Cholinergic, adrenergic, and PGE₁ effects on cyclic nucleotides and growth in cultured corneal epithelium

Effecrs of adrenergic and cholinergic drugs and prostaglandin E₁ on cyclic nucleotide accumulation and parameters of growth and basement membrane synthesis were examined in corneal epithelial cell cultures. 8-bromo-cGMP significantly (p<0.05) enhanced incorporation of labeled thymidine and leucine, as did acetylcholine and carbamylcholine, which elevated cGMP and decreased cAMP/cGMP ratio. Responses to acetylcholine were abolished by atropine and α-bungarotoxin. Precursor incorporation was inhibited by dibutyryl cAMP and adenosine 5'-monophosphate and by norepinephrine, epinephrine, prostaglandin E₁, and theophylline, which significantly elevated cAMP levels and cAMP/cGMP ratio. Propranolol, but not phenoxybenzamine, blocked responses to effective concentrations of norepinephrine. Norepinephrine, PGE₁, and dibutyryl cAMP also significantly elevated uptake of labeled glucosamine and incorporation of labeled proline into collagenase-sensitive protein or the hydroxyproline fraction of protein hydrolysates, while acetylcholine had no effect on parameters of basement membrane synthesis. Propranolol blocked responses to norepinephrine.
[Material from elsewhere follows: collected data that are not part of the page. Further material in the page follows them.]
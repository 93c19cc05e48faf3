//! Hourly series and windowed accumulation.

use chrono::{DateTime, Duration, Utc};

/// Errors from building an [`HourlySeries`].
#[derive(Debug, Clone, PartialEq, Eq, thiserror::Error)]
pub enum SeriesError {
    #[error("series has {times} timestamps but {values} values")]
    LengthMismatch { times: usize, values: usize },

    #[error("timestamp at index {index} precedes the one before it")]
    OutOfOrder { index: usize },
}

/// Parallel arrays of hourly timestamps and values.
///
/// Timestamps never decrease; gaps are allowed. A `None` value is a
/// missing sample.
#[derive(Debug, Clone, Default, PartialEq)]
pub struct HourlySeries {
    time: Vec<DateTime<Utc>>,
    value: Vec<Option<f64>>,
}

impl HourlySeries {
    /// # Errors
    ///
    /// * [`SeriesError::LengthMismatch`] if the arrays differ in length
    /// * [`SeriesError::OutOfOrder`] if a timestamp goes backwards
    pub fn new(time: Vec<DateTime<Utc>>, value: Vec<Option<f64>>) -> Result<Self, SeriesError> {
        if time.len() != value.len() {
            return Err(SeriesError::LengthMismatch {
                times: time.len(),
                values: value.len(),
            });
        }
        if let Some(index) = time.windows(2).position(|pair| pair[1] < pair[0]) {
            return Err(SeriesError::OutOfOrder { index: index + 1 });
        }
        Ok(Self { time, value })
    }

    #[must_use]
    pub fn len(&self) -> usize {
        self.time.len()
    }

    #[must_use]
    pub fn is_empty(&self) -> bool {
        self.time.is_empty()
    }

    #[must_use]
    pub fn times(&self) -> &[DateTime<Utc>] {
        &self.time
    }

    /// Adds `other` sample-wise where timestamps line up. Used to fold
    /// showers into rain. Samples present in only one series keep that
    /// value.
    #[must_use]
    pub fn combined_with(&self, other: &Self) -> Self {
        let value = self
            .time
            .iter()
            .zip(&self.value)
            .enumerate()
            .map(|(i, (t, v))| {
                let matching = (other.time.get(i) == Some(t))
                    .then(|| other.value.get(i).copied().flatten())
                    .flatten();
                match (v, matching) {
                    (Some(a), Some(b)) => Some(a + b),
                    (a, b) => a.or(b),
                }
            })
            .collect();
        Self {
            time: self.time.clone(),
            value,
        }
    }

    fn samples(&self) -> impl Iterator<Item = (DateTime<Utc>, f64)> + '_ {
        self.time
            .iter()
            .zip(&self.value)
            .filter_map(|(t, v)| v.filter(|v| v.is_finite() && *v >= 0.0).map(|v| (*t, v)))
    }
}

/// Direction of an accumulation window relative to its anchor.
#[derive(Debug, Clone, Copy, PartialEq, Eq)]
pub enum AccumulationMode {
    /// `(anchor - window, anchor]`
    Rolling,
    /// `[anchor, anchor + window)`
    Forward,
}

/// Sums finite, non-negative samples inside the window.
///
/// Returns `None` when no valid sample falls inside, so "unknown" never
/// reads as "none observed".
#[must_use]
pub fn accumulate(
    series: &HourlySeries,
    anchor: DateTime<Utc>,
    window_hours: u32,
    mode: AccumulationMode,
) -> Option<f64> {
    let window = Duration::hours(i64::from(window_hours));
    let inside = |t: DateTime<Utc>| match mode {
        AccumulationMode::Rolling => t > anchor - window && t <= anchor,
        AccumulationMode::Forward => t >= anchor && t < anchor + window,
    };

    series
        .samples()
        .filter(|(t, _)| inside(*t))
        .map(|(_, v)| v)
        .fold(None, |acc, v| Some(acc.unwrap_or(0.0) + v))
}
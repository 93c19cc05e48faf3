//! National Weather Service hourly forecast (primary weather).
//!
//! Two calls: `/points/{lat},{lon}` resolves the grid and its
//! `forecastHourly` URL and time zone, then the hourly forecast itself.

use async_trait::async_trait;
use backcountry_signal_models::{Coordinate, WeatherPoint, WeatherRecord};
use backcountry_source::retry;
use chrono::{DateTime, Utc};
use serde_json::Value;

use crate::record::{ForecastMeta, build_weather_record};
use crate::{Endpoint, ProviderError, WeatherProvider, f64_at, str_at, time_at};

pub const SOURCE_NAME: &str = "nws";

const GEO_JSON: &str = "application/geo+json";

#[derive(Debug, Clone)]
pub struct NwsHourlyForecast {
    endpoint: Endpoint,
}

impl NwsHourlyForecast {
    #[must_use]
    pub const fn new(endpoint: Endpoint) -> Self {
        Self { endpoint }
    }

    async fn get(&self, url: &str) -> Result<Value, ProviderError> {
        let client = &self.endpoint.client;
        Ok(retry::send_json(
            || client.get(url).header(reqwest::header::ACCEPT, GEO_JSON),
            &self.endpoint.policy,
        )
        .await?)
    }
}

#[async_trait]
impl WeatherProvider for NwsHourlyForecast {
    fn name(&self) -> &str {
        SOURCE_NAME
    }

    async fn fetch_weather(
        &self,
        coord: &Coordinate,
        start: DateTime<Utc>,
        window_hours: u32,
    ) -> Result<WeatherRecord, ProviderError> {
        let points_url = format!(
            "{}/points/{:.4},{:.4}",
            self.endpoint.base_url, coord.lat, coord.lon
        );
        log::debug!("Resolving NWS grid for {coord}");
        let points = self.get(&points_url).await?;
        let hourly_url = str_at(&points, "/properties/forecastHourly")
            .ok_or_else(|| ProviderError::missing("properties.forecastHourly"))?
            .to_string();
        let timezone = str_at(&points, "/properties/timeZone").map(ToString::to_string);

        let forecast = self.get(&hourly_url).await?;
        normalize_hourly(&forecast, timezone, start, window_hours)
    }
}

/// Normalizes an hourly forecast payload.
///
/// # Errors
///
/// Returns [`ProviderError::Normalization`] if `properties.periods` is
/// missing.
pub fn normalize_hourly(
    forecast: &Value,
    timezone: Option<String>,
    start: DateTime<Utc>,
    window_hours: u32,
) -> Result<WeatherRecord, ProviderError> {
    let periods = forecast
        .pointer("/properties/periods")
        .and_then(Value::as_array)
        .ok_or_else(|| ProviderError::missing("properties.periods"))?;

    let hours: Vec<WeatherPoint> = periods.iter().map(parse_period).collect();
    let meta = ForecastMeta {
        issued_at: time_at(forecast, "/properties/updateTime")
            .or_else(|| time_at(forecast, "/properties/generatedAt")),
        timezone,
        forecast_end_time: periods.last().and_then(|p| time_at(p, "/endTime")),
    };

    Ok(build_weather_record(SOURCE_NAME, hours, meta, start, window_hours))
}

fn parse_period(period: &Value) -> WeatherPoint {
    let temperature_f = f64_at(period, "/temperature").map(|t| {
        if str_at(period, "/temperatureUnit") == Some("C") {
            celsius_to_fahrenheit(t)
        } else {
            t
        }
    });

    WeatherPoint {
        time: time_at(period, "/startTime"),
        temperature_f,
        apparent_temperature_f: None,
        wind_speed_mph: str_at(period, "/windSpeed").and_then(parse_wind_mph),
        wind_gust_mph: str_at(period, "/windGust").and_then(parse_wind_mph),
        wind_direction: str_at(period, "/windDirection").map(ToString::to_string),
        humidity_pct: f64_at(period, "/relativeHumidity/value"),
        dew_point_f: quantity_fahrenheit(period.get("dewpoint")),
        pressure_hpa: None,
        cloud_cover_pct: None,
        precipitation_chance_pct: f64_at(period, "/probabilityOfPrecipitation/value"),
        description: str_at(period, "/shortForecast").map(ToString::to_string),
        is_daytime: period.get("isDaytime").and_then(Value::as_bool),
    }
}

/// Parses wind strings such as `"15 mph"` or `"10 to 15 mph"`, taking the
/// upper end of a range.
#[must_use]
pub fn parse_wind_mph(text: &str) -> Option<f64> {
    text.split(|c: char| !c.is_ascii_digit() && c != '.')
        .filter_map(|part| part.parse::<f64>().ok())
        .reduce(f64::max)
}

/// Reads an NWS quantity (`{unitCode, value}`) as Fahrenheit.
fn quantity_fahrenheit(quantity: Option<&Value>) -> Option<f64> {
    let quantity = quantity?;
    let value = f64_at(quantity, "/value")?;
    let unit = str_at(quantity, "/unitCode").unwrap_or("wmoUnit:degC");
    if unit.ends_with("degF") {
        Some(value)
    } else {
        Some(celsius_to_fahrenheit(value))
    }
}

#[must_use]
pub fn celsius_to_fahrenheit(c: f64) -> f64 {
    c.mul_add(9.0 / 5.0, 32.0)
}

#[cfg(test)]
mod tests {
    use backcountry_signal_models::SignalStatus;
    use chrono::TimeZone as _;
    use serde_json::json;

    use super::*;

    fn forecast() -> Value {
        json!({
            "properties": {
                "updateTime": "2025-01-20T10:02:11+00:00",
                "periods": [
                    {
                        "startTime": "2025-01-20T05:00:00-07:00",
                        "endTime": "2025-01-20T06:00:00-07:00",
                        "isDaytime": false,
                        "temperature": 18,
                        "temperatureUnit": "F",
                        "probabilityOfPrecipitation": { "unitCode": "wmoUnit:percent", "value": 40 },
                        "dewpoint": { "unitCode": "wmoUnit:degC", "value": -10.0 },
                        "relativeHumidity": { "unitCode": "wmoUnit:percent", "value": 72 },
                        "windSpeed": "10 to 15 mph",
                        "windDirection": "WNW",
                        "shortForecast": "Chance Light Snow"
                    },
                    {
                        "startTime": "2025-01-20T06:00:00-07:00",
                        "endTime": "2025-01-20T07:00:00-07:00",
                        "isDaytime": false,
                        "temperature": 17,
                        "temperatureUnit": "F",
                        "windSpeed": "20 mph",
                        "windGust": "35 mph",
                        "windDirection": "W",
                        "shortForecast": "Light Snow"
                    }
                ]
            }
        })
    }

    #[test]
    fn normalizes_hourly_periods() {
        let start = Utc.with_ymd_and_hms(2025, 1, 20, 12, 30, 0).unwrap();
        let record =
            normalize_hourly(&forecast(), Some("America/Denver".to_string()), start, 6).unwrap();

        assert_eq!(record.status, SignalStatus::Ok);
        assert_eq!(record.source, "nws");
        assert_eq!(record.timezone.as_deref(), Some("America/Denver"));
        assert_eq!(
            record.issued_at,
            Some(Utc.with_ymd_and_hms(2025, 1, 20, 10, 2, 11).unwrap())
        );
        assert_eq!(
            record.current.time,
            Some(Utc.with_ymd_and_hms(2025, 1, 20, 12, 0, 0).unwrap())
        );
        assert_eq!(record.current.wind_speed_mph, Some(15.0));
        assert_eq!(record.current.wind_direction.as_deref(), Some("WNW"));
        assert!((record.current.dew_point_f.unwrap() - 14.0).abs() < 1e-9);
        assert_eq!(record.trend.len(), 1);
        assert_eq!(record.trend[0].wind_gust_mph, Some(35.0));
        assert_eq!(
            record.forecast_end_time,
            Some(Utc.with_ymd_and_hms(2025, 1, 20, 14, 0, 0).unwrap())
        );
    }

    #[test]
    fn missing_periods_is_an_error() {
        let err = normalize_hourly(&json!({ "properties": {} }), None, Utc::now(), 6).unwrap_err();
        assert!(matches!(err, ProviderError::Normalization { .. }));
    }

    #[test]
    fn wind_strings() {
        assert_eq!(parse_wind_mph("10 to 15 mph"), Some(15.0));
        assert_eq!(parse_wind_mph("5 mph"), Some(5.0));
        assert_eq!(parse_wind_mph("calm"), None);
    }

    #[test]
    fn temperature_conversion() {
        assert!((celsius_to_fahrenheit(0.0) - 32.0).abs() < 1e-9);
        assert!((celsius_to_fahrenheit(-40.0) + 40.0).abs() < 1e-9);
    }
}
Results were consistent with a cGMP-mediated stimulatory role of the cholinergic transmitter in corneal epithelial growth regulation, cAMP-mediated β-adrenergic suppression of regrowth and increased basement membrane production after initial injury to the corneal epithelium, and potentiation of the adrenergic effect by prostaglandins.